L2_5_D_cleaning_effect_summary

Axis metadata

  • Default: 'multi'

  • Sweepable: False

  • Status: operational

Operational status summary

  • Operational: 4 option(s)

  • Future: 0 option(s)

Options

multi – operational

Render all three counts together.

L2.5.D cleaning effect view multi.

This option configures the cleaning_summary_view axis on the L2_5_D_cleaning_effect_summary sub-layer of L2.5; output is emitted under manifest.diagnostics/l2_5/L2_5_D_cleaning_effect_summary/ alongside the other selected views.

When to use

Default; full cleaning footprint summary.

References

  • macroforecast design Part 4: ‘diagnostic layers default-off; non-blocking; produce JSON + matplotlib views attached to manifest.diagnostics/.’

Related options: n_imputed_per_series, n_outliers_flagged, n_truncated_obs

Last reviewed 2026-05-05 by macroforecast author.

n_imputed_per_series – operational

Count of imputed cells per series.

L2.5.D cleaning effect view n_imputed_per_series.

This option configures the cleaning_summary_view axis on the L2_5_D_cleaning_effect_summary sub-layer of L2.5; output is emitted under manifest.diagnostics/l2_5/L2_5_D_cleaning_effect_summary/ alongside the other selected views.

When to use

Auditing imputation footprint; series with > 30% imputed cells warrant inspection.

References

  • macroforecast design Part 4: ‘diagnostic layers default-off; non-blocking; produce JSON + matplotlib views attached to manifest.diagnostics/.’

Related options: n_outliers_flagged, n_truncated_obs, multi

Last reviewed 2026-05-05 by macroforecast author.

n_outliers_flagged – operational

Count of outlier-flagged cells per series.

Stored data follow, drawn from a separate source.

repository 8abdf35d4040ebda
pub mod config;
pub mod error;
pub mod telemetry;
pub mod workflows;
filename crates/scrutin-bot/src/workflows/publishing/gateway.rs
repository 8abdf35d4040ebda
use std::fmt::{self, Debug};
use std::path::{Path, PathBuf};

/// Identifier returned by the service for an uploaded image.
#[derive(Debug, Clone, PartialEq, Eq)]
pub struct MediaHandle(pub String);

impl fmt::Display for MediaHandle {
    fn fmt(&self, f: &mut fmt::Formatter<'_>) -> fmt::Result {
        f.write_str(&self.0)
    }
}

#[derive(Debug, Clone, PartialEq, Eq)]
pub struct PostId(pub String);

impl fmt::Display for PostId {
    fn fmt(&self, f: &mut fmt::Formatter<'_>) -> fmt::Result {
        f.write_str(&self.0)
    }
}

/// A threaded reply carrying a poll.
#[derive(Debug, Clone, PartialEq, Eq)]
pub struct PollReply {
    pub text: String,
    pub options: Vec<String>,
    pub duration_minutes: u32,
}

#[derive(Debug, thiserror::Error)]
pub enum GatewayError {
    #[error("unable to read media {path}: {source}")]
    Media {
        path: PathBuf,
        #[source]
        source: std::io::Error,
    },
    #[error("request failed: {0}")]
    Transport(#[from] reqwest::Error),
    #[error("{endpoint} answered {status}: {body}")]
    Rejected {
        endpoint: String,
        status: u16,
        body: String,
    },
    #[error("unexpected response from {endpoint}: {detail}")]
    Decode { endpoint: String, detail: String },
    #[error("unable to sign request: {0}")]
    Signing(String),
    #[error("client runtime unavailable: {0}")]
    Runtime(String),
}

/// Everything the publisher needs from a micro-blogging service, whether it
/// is one network client, several, or a local sink.
pub trait PostGateway: Debug {
    fn upload_media(&self, path: &Path) -> Result<MediaHandle, GatewayError>;

    fn create_post(&self, text: &str, media: &[MediaHandle]) -> Result<PostId, GatewayError>;

    fn create_poll_reply(
        &self,
        in_reply_to: &PostId,
        poll: &PollReply,
    ) -> Result<PostId, GatewayError>;
}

L2.5.D cleaning effect view n_outliers_flagged.

This option configures the cleaning_summary_view axis on the L2_5_D_cleaning_effect_summary sub-layer of L2.5; output is emitted under manifest.diagnostics/l2_5/L2_5_D_cleaning_effect_summary/ alongside the other selected views.

When to use

Auditing outlier-handler aggressiveness; very high counts may indicate threshold mis-calibration.

References

  • macroforecast design Part 4: ‘diagnostic layers default-off; non-blocking; produce JSON + matplotlib views attached to manifest.diagnostics/.’

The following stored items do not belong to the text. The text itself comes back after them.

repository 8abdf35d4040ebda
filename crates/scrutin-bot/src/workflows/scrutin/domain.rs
use chrono::NaiveDate;
use serde::Serialize;

/// The four choices shown in every derived view. Voluntary non-voters are
/// never displayed and therefore have no variant here.
#[derive(Debug, Clone, Copy, PartialEq, Eq, Hash, Serialize)]
#[serde(rename_all = "snake_case")]
pub enum VoteChoice {
    For,
    Against,
    Abstentions,
    NonVoters,
}

impl VoteChoice {
    /// Stacking order used by both charts.
    pub const fn ordered() -> [Self; 4] {
        [Self::For, Self::Against, Self::Abstentions, Self::NonVoters]
    }

    /// Key used by the open-data `decompte` objects.
    pub const fn key(self) -> &'static str {
        match self {
            Self::For => "pour",
            Self::Against => "contre",
            Self::Abstentions => "abstentions",
            Self::NonVoters => "nonVotants",
        }
    }

    pub const fn label(self) -> &'static str {
        self.key()
    }
}

/// Vote counts for one entity, excluding voluntary non-voters.
#[derive(Debug, Clone, Copy, Default, PartialEq, Eq, Serialize)]
pub struct Tally {
    pub for_votes: u32,
    pub against: u32,
    pub abstentions: u32,
    pub non_voters: u32,
}

impl Tally {
    pub const fn count(&self, choice: VoteChoice) -> u32 {
        match choice {
            VoteChoice::For => self.for_votes,
            VoteChoice::Against => self.against,
            VoteChoice::Abstentions => self.abstentions,
            VoteChoice::NonVoters => self.non_voters,
        }
    }

    /// Widened so four counts near `u32::MAX` still add up.
    pub fn displayed_total(&self) -> u64 {
        VoteChoice::ordered()
            .into_iter()
            .map(|choice| u64::from(self.count(choice)))
            .sum()
    }
}

#[derive(Debug, Clone, PartialEq, Eq, Serialize)]
pub struct GroupTally {
    pub organ_ref: String,
    pub members: u32,
    pub tally: Tally,
}

/// A single recorded vote of the assembly.
#[derive(Debug, Clone, PartialEq, Eq, Serialize)]
pub struct VoteRecord {
    pub id: String,
    pub date: NaiveDate,
    pub title: String,
    pub outcome_label: String,
    pub requester_text: Option<String>,
    pub total_voters: u32,
    pub tally: Tally,
    pub groups: Vec<GroupTally>,
}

Related options: n_imputed_per_series, n_truncated_obs, multi

Last reviewed 2026-05-05 by macroforecast author.

n_truncated_obs – operational

Count of observations dropped by L2.E frame-edge handling.

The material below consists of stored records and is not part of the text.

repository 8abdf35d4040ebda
use super::charts::{GroupBreakdownChart, ProportionChart, Slice, StackedRow};
use super::domain::{VoteChoice, VoteRecord};
use super::parser;
use super::ScrutinError;
use std::io::Read;
use std::path::Path;
use tracing::warn;

const ASSEMBLY_NAME: &str = "Assemblée nationale";
pub const ASSEMBLY_HANDLE: &str = "@AssembleeNat";
pub const CAMPAIGN_HASHTAG: &str = "#DirectAN";
const TOTAL_ROW: &str = "total";

/// Read-only views derived from one [`VoteRecord`].
#[derive(Debug, Clone)]
pub struct VoteSummary {
    record: VoteRecord,
}

impl VoteSummary {
    pub fn new(record: VoteRecord) -> Self {
        Self { record }
    }

    pub fn from_path<P: AsRef<Path>>(path: P) -> Result<Self, ScrutinError> {
        let file = std::fs::File::open(path)?;
        Self::load(std::io::BufReader::new(file))
    }

    pub fn load<R: Read>(reader: R) -> Result<Self, ScrutinError> {
        parser::parse_document(reader).map(Self::new)
    }

    pub fn record(&self) -> &VoteRecord {
        &self.record
    }

    pub fn id(&self) -> &str {
        &self.record.id
    }

    pub fn formatted_date(&self) -> String {
        self.record.date.format("%d/%m/%Y").to_string()
    }

    /// Outcome label with the assembly swapped for its handle, then the title.
    pub fn full_title(&self) -> String {
        let outcome = mention_assembly(&self.record.outcome_label);
        [outcome.trim(), self.record.title.as_str()]
            .into_iter()
            .filter(|part| !part.is_empty())
            .collect::<Vec<_>>()
            .join(" ")
    }

    pub fn synthesis_line(&self) -> String {
        let tally = &self.record.tally;
        format!(
            "{} votants, {} pour, {} contre, {} abstentions",
            self.record.total_voters, tally.for_votes, tally.against, tally.abstentions
        )
    }

    pub fn requester_line(&self) -> Option<String> {
        self.record
            .requester_text
            .as_deref()
            .map(|requester| format!("(Par {requester})"))
    }

    pub fn status_text(&self) -> String {
        [
            format!("{}: {}", self.formatted_date(), self.full_title()),
            self.synthesis_line(),
            CAMPAIGN_HASHTAG.to_string(),
        ]
        .join("\n")
    }

    pub fn proportion_chart(&self) -> ProportionChart {
        let slices = VoteChoice::ordered()
            .into_iter()
            .map(|choice| Slice::new(choice, self.record.tally.count(choice)))
            .collect();
        ProportionChart { slices }
    }

    /// Rows are the `total` row then each group. A row whose displayed
    /// votes exceed its reference is kept as is (its bar runs past the end)
    /// and logged.
    pub fn group_chart(&self) -> GroupBreakdownChart {
        let record = &self.record;
        let rows = std::iter::once((TOTAL_ROW, record.total_voters, &record.tally))
            .chain(
                record
                    .groups
                    .iter()
                    .map(|group| (group.organ_ref.as_str(), group.members, &group.tally)),
            )
            .map(|(name, reference, tally)| {
                if tally.displayed_total() > u64::from(reference) {
                    warn!(
                        vote = %record.id,
                        row = name,
                        reference,
                        counted = tally.displayed_total(),
                        "displayed votes exceed the row reference"
                    );
                }
                StackedRow::from_tally(name, reference, tally)
            })
            .collect();

        GroupBreakdownChart { rows }
    }
}

fn mention_assembly(label: &str) -> String {
    let mut mentioned = label.to_string();
    for article in ["l'", "L'", "l’", "L’"] {
        mentioned = mentioned.replace(&format!("{article}{ASSEMBLY_NAME}"), ASSEMBLY_HANDLE);
    }
    mentioned.replace(ASSEMBLY_NAME, ASSEMBLY_HANDLE)
}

L2.5.D cleaning effect view n_truncated_obs.

This option configures the cleaning_summary_view axis on the L2_5_D_cleaning_effect_summary sub-layer of L2.5; output is emitted under manifest.diagnostics/l2_5/L2_5_D_cleaning_effect_summary/ alongside the other selected views.

When to use

Auditing edge truncation effects on the available sample size.

References

  • macroforecast design Part 4: ‘diagnostic layers default-off; non-blocking; produce JSON + matplotlib views attached to manifest.diagnostics/.’

Related options: n_imputed_per_series, n_outliers_flagged, multi

Last reviewed 2026-05-05 by macroforecast author.